Mumbai: July 31, 2019 |
Ajoy Misra Managing Director and CEO |
Tata Global Beverages Limited
Registered Office: 1 Bishop Lefroy Road Kolkata-700020
CIN - L15491WB1962PLC031425, Email : investor.relations@tgbl.com
Website : www.tataglobalbeverages.com
Standalone Financial Results for the quarter ended June 30, 2019
Rs. in Crores
Particulars | Three months ended | Year ended | ||
June 30, 2019 | March 31, 2019 | June 30, 2018 | March 31, 2019 | |
Unaudited | Refer Note 5 | Unaudited | Audited | |
Revenue from Operations | 968.82 | 784.05 | 908.60 | 3429.66 |
Other Income | 38.40 | 26.61 | 59.90 | 182.51 |
Total Income | 1007.22 | 810.66 | 968.50 | 3612.17 |
Cost of materials consumed | 532.14 | 500.86 | 456.77 | 2055.97 |
Purchase of stock-in-trade | 6.50 | 8.25 | 5.91 | 23.65 |
Changes in inventories of finished goods, work-in-progress & stock-in-trade | 66.03 | (30.85) | 78.56 | 0.16 |
Employees benefits expense | 56.23 | 49.67 | 55.05 | 216.85 |
Finance costs | 5.49 | 3.24 | 3.69 | 13.18 |
Depreciation and amortisation expense | 13.68 | 8.73 | 7.32 | 31.68 |
Advertisement and sales charges | 49.73 | 62.85 | 41.35 | 226.55 |
Other expenses | 111.30 | 134.21 | 104.01 | 468.21 |
Total Expenses | 841.10 | 736.96 | 752.66 | 3036.25 |
Profit before Exceptional Items and Tax | 166.12 | 73.70 | 215.84 | 575.92 |
Exceptional Items (Net) | (8.06) | - | - | - |
Profit before Tax | 158.06 | 73.70 | 215.84 | 575.92 |
Tax Expense (Net of reversals) | (51.96) | (20.44) | (68.13) | (164.99) |
Net Profit after Tax (A) | 106.10 | 53.26 | 147.71 | 410.93 |
Other Comprehensive Income | ||||
i) Items that will not be reclassified to profit or loss (net of tax) | ||||
Remeasurement of defined benefit plans | (6.89) | 7.00 | 5.31 | 3.04 |
Changes in fair valuation of equity instruments | 3.48 | (8.57) | 2.73 | (3.94) |
(3.41) | (1.57) | 8.04 | (0.90) | |
ii) Items that will be reclassified to profit or loss (net of tax) | ||||
Gains/(loss) on effective portion of cash flow hedges | 0.08 | 0.99 | (1.58) | 2.75 |
Other Comprehensive Income (Net of tax) (B) | (3.33) | (0.58) | 6.46 | 1.85 |
Total Comprehensive Income (A+B) | 102.77 | 52.68 | 154.17 | 412.78 |
Paid-up equity share capital (Face value of Re. 1 each) | 63.11 | 63.11 | 63.11 | 63.11 |
Reserves excluding Revaluation Reserves | 4358.71 | |||
Earnings per share (Basic & Diluted) (not annualised for the quarter) - Rs. | 1.68 | 0.84 | 2.35 | 6.51 |
Notes:
1. For the quarter, Revenue from operations at Rs 969 crores increased by 7% over corresponding quarter of the previous year due to improvements in branded sales. Profit before exceptional items at Rs 166 crores is lower as compared to corresponding quarter of previous year on account of higher commodity costs, higher spends on brands and lower dividend Income. Consequently Profit after tax is lower than corresponding quarter of previous year.

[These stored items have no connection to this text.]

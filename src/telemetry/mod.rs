//! Telemetry for deployment calls.
//!
//! The client reports terminal outcomes and completions as [`DeployEvent`]s. Sinks are
//! `tower::Service<DeployEvent>` implementations injected into the client, so metrics exporters
//! live outside the core crate and tests can capture events with [`MemorySink`].

pub mod events;
pub mod sinks;

pub use events::{DeployEvent, OutcomeCause};
pub use sinks::{emit_best_effort, LogSink, MemorySink, NullSink, TelemetrySink};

2. a) The Board of Directors of the Company in its meeting held on May 15, 2019, as a part of business reorganisation, had approved the scheme of merger of consumer product business of Tata Chemicals Limited with the Company in terms of a scheme of arrangement under Section 230-232 and other applicable provisions of the Companies Act, 2013. The appointed date of the scheme is April 1, 2019. The Scheme would become effective after receipt of all requisite statutory and NCLT approvals, including Shareholders approval. The results of the said business will be included in the standalone results, with effect from the appointed date, on receipt of all requisite approvals. The costs incurred during the quarter in relation to the proposed scheme of merger have been disclosed as exceptional items.
b) The Company had in April, 2019 entered into a non-binding term sheet to acquire the branded tea business of Dhunseri Tea & Industries Limited. The Board of Directors in its meeting held on July 31, 2019 approved entering into binding agreements.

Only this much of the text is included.